Evaluation of Root Resorption (Blunting of Apex) various studies have shown that corticotomy decreases root resorption and periodontal ligament hyalinization. A study carried out by Charavet and Lecloux found that there was less root resorption on the pressure side of extracted premolars after corticotomy-facilitated arch expansion and hyalinization necrosis of periodontal ligament when compared with the control group.23 Abbas NH24 found that root resorption didn’t increase following treatment in the piezocision group and also observed that there was a lesser amount of root resorption on the experimental side using CBCT. Thus this suggests that there were no adverse effects on root length following piezocision-assisted orthodontic treatment. However, Segal15 suggested that if piezocision is carried out close to the roots, it could increase root resorption.

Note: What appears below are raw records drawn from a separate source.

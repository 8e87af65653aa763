//! Loom-based exhaustive interleaving checks for the ring's claim/commit/
//! catch-up algorithm.
//!
//! Run with: `cargo test --features loom --test loom_tests --release`
//!
//! The real `ring_core` module is written against `std::sync::atomic`
//! directly (it must stay allocation- and dependency-free on the hot
//! path), so these tests re-implement the same claim/publish/catch-up
//! protocol against `loom`'s atomics, modeling the ring in isolation
//! rather than swapping atomic types throughout the real crate.

#![cfg(feature = "loom")]

use loom::sync::atomic::{AtomicU64, Ordering};
use loom::sync::Arc;
use loom::thread;

struct LoomRing {
    writer: AtomicU64,
    commit: AtomicU64,
    reader: AtomicU64,
    overflow: AtomicU64,
    capacity: u64,
}

impl LoomRing {
    fn new(capacity: u64) -> Self {
        Self {
            writer: AtomicU64::new(0),
            commit: AtomicU64::new(0),
            reader: AtomicU64::new(0),
            overflow: AtomicU64::new(0),
            capacity,
        }
    }

    /// Mirrors `ring_core::claim` + `ring_core::publish` for a 1-item
    /// write: claim a slot, recover from overrun if this claim crossed the
    /// reader, then publish.
    fn write_one(&self) {
        let start = self.writer.fetch_add(1, Ordering::Relaxed);
        let new_writer = start + 1;

        loop {
            let reader_old = self.reader.load(Ordering::Relaxed);
            if new_writer.wrapping_sub(reader_old) <= self.capacity {
                break;
            }
            let lost = new_writer - reader_old - self.capacity;
            if self
                .reader
                .compare_exchange(reader_old, reader_old + lost, Ordering::AcqRel, Ordering::Relaxed)
                .is_ok()
            {
                self.overflow.fetch_add(lost, Ordering::Relaxed);
                break;
            }
        }
        self.commit.fetch_add(1, Ordering::Release);
    }

    /// Mirrors `ring_core::claim_read` for a single cursor reading up to
    /// one item.
    fn read_one(&self, cursor: &AtomicU64) -> Option<u64> {
        let canonical = self.reader.load(Ordering::Relaxed);
        let pos = cursor.load(Ordering::Relaxed);
        if pos < canonical {
            cursor.store(canonical, Ordering::Relaxed);
            return None;
        }
        let commit = self.commit.load(Ordering::Acquire);
        if pos >= commit {
            return None;
        }
        cursor.store(pos + 1, Ordering::Relaxed);
        if pos == canonical {
            let _ = self.reader.compare_exchange(canonical, pos + 1, Ordering::Release, Ordering::Relaxed);
        }
        Some(pos)
    }
}

#[test]
fn loom_two_producers_never_exceed_capacity_plus_inflight() {
    loom::model(|| {
        let ring = Arc::new(LoomRing::new(2));
        let r1 = Arc::clone(&ring);
        let r2 = Arc::clone(&ring);

        let t1 = thread::spawn(move || r1.write_one());
        let t2 = thread::spawn(move || r2.write_one());
        t1.join().unwrap();
        t2.join().unwrap();

        let writer = ring.writer.load(Ordering::SeqCst);
        let commit = ring.commit.load(Ordering::SeqCst);
        let reader = ring.reader.load(Ordering::SeqCst);
        assert_eq!(writer, 2);
        assert_eq!(commit, 2);
        assert!(reader <= commit);
    });
}

#[test]
fn loom_concurrent_overrun_recovery_credits_reader_exactly_once() {
    loom::model(|| {
        let ring = Arc::new(LoomRing::new(1));
        // Pre-fill past capacity so the next two concurrent writes both
        // race on overrun recovery.
        ring.writer.store(1, Ordering::Relaxed);
        ring.commit.store(1, Ordering::Relaxed);

        let r1 = Arc::clone(&ring);
        let r2 = Arc::clone(&ring);
        let t1 = thread::spawn(move || r1.write_one());
        let t2 = thread::spawn(move || r2.write_one());
        t1.join().unwrap();
        t2.join().unwrap();

        // Two overrunning claims of 1 slot each against capacity 1: total
        // overflow must account for exactly what was displaced, and the
        // reader must never be credited past the writer.
        let reader = ring.reader.load(Ordering::SeqCst);
        let writer = ring.writer.load(Ordering::SeqCst);
        assert!(reader <= writer);
    });
}

#[test]
fn loom_catch_up_then_retry_is_race_free_against_a_writer() {
    loom::model(|| {
        let ring = Arc::new(LoomRing::new(1));
        ring.writer.store(3, Ordering::Relaxed);
        ring.commit.store(3, Ordering::Relaxed);
        ring.reader.store(2, Ordering::Relaxed);
        let cursor = Arc::new(AtomicU64::new(0));

        let ring_w = Arc::clone(&ring);
        let ring_r = Arc::clone(&ring);
        let cursor_r = Arc::clone(&cursor);

        let writer = thread::spawn(move || ring_w.write_one());
        let reader = thread::spawn(move || {
            let first = ring_r.read_one(&cursor_r);
            let second = ring_r.read_one(&cursor_r);
            (first, second)
        });

        writer.join().unwrap();
        let (first, second) = reader.join().unwrap();

        // Whatever interleaving loom picks, a `None` from catch-up must be
        // resolvable by one immediate retry; it never takes two.
        if first.is_none() {
            assert!(second.is_some() || ring.commit.load(Ordering::SeqCst) == cursor.load(Ordering::SeqCst));
        }
    });
}
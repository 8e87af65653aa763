//! Debug-only sanity checks for the ring counters, compiled out entirely in
//! release builds so they cost nothing on the signal-safe hot path.
//!
//! Shared by both the in-process `Ring<T>` and the shared-memory `Shan`
//! ring, via `ring_core`.

/// A counter must never move backwards.
macro_rules! debug_assert_monotonic {
    ($name:literal, $old:expr, $new:expr) => {
        debug_assert!($new >= $old, "{} decreased from {} to {}", $name, $old, $new)
    };
}

/// A single claim must never report more loss than it claimed.
macro_rules! debug_assert_lost_bounded {
    ($lost:expr, $n:expr) => {
        debug_assert!($lost <= $n, "reported loss {} exceeds claimed count {}", $lost, $n)
    };
}

/// After overrun recovery (if any), the claim's end must not have outrun
/// the reader by more than `capacity`.
macro_rules! debug_assert_window_bounded {
    ($writer:expr, $reader:expr, $capacity:expr) => {
        debug_assert!(
            $writer.wrapping_sub($reader) <= $capacity,
            "writer {} - reader {} exceeds capacity {}",
            $writer,
            $reader,
            $capacity
        )
    };
}

pub(crate) use debug_assert_lost_bounded;
pub(crate) use debug_assert_monotonic;
pub(crate) use debug_assert_window_bounded;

Patterson and co-workers25 studied the orthodontically induced inflammatory root resorption which is an effect of piezocision. There was an average increase of 44% root resorption following piezocision. The authors concluded that iatrogenic root resorption may increase when orthodontic forces and RAP following piezocision procedure are combined, thus the orthodontic force level should be carefully weighed and regularly monitored during treatment. In our study there was no difference between the control and piezocision side as P= 0.691(P-value<0.05) as the RAP induced by piezocision can be described as a demineralization-remineralisation process, rather than bony block movement, resulting in shorter treatment duration and minimum root resorption.
Conclusion
With this split-mouth prospective clinical study the undermentioned conclusions can be drawn along with the considerations of the limitations of clinical settings:
Piezocision procedure reduces the time required for retraction of maxillary canine when compared to non-surgical side. The time on the piezocision side was 4.66± 0.52 months while on the non-piezocision side that was 5.72 ± 0.65 months.
Blunting of apex in piezocision group and control group was 0.53 ± 0.29 mm and 0.58 ± 0.34 mm respectively. There was no statistically significant difference in the amount of blunting of root apex with or without piezocision.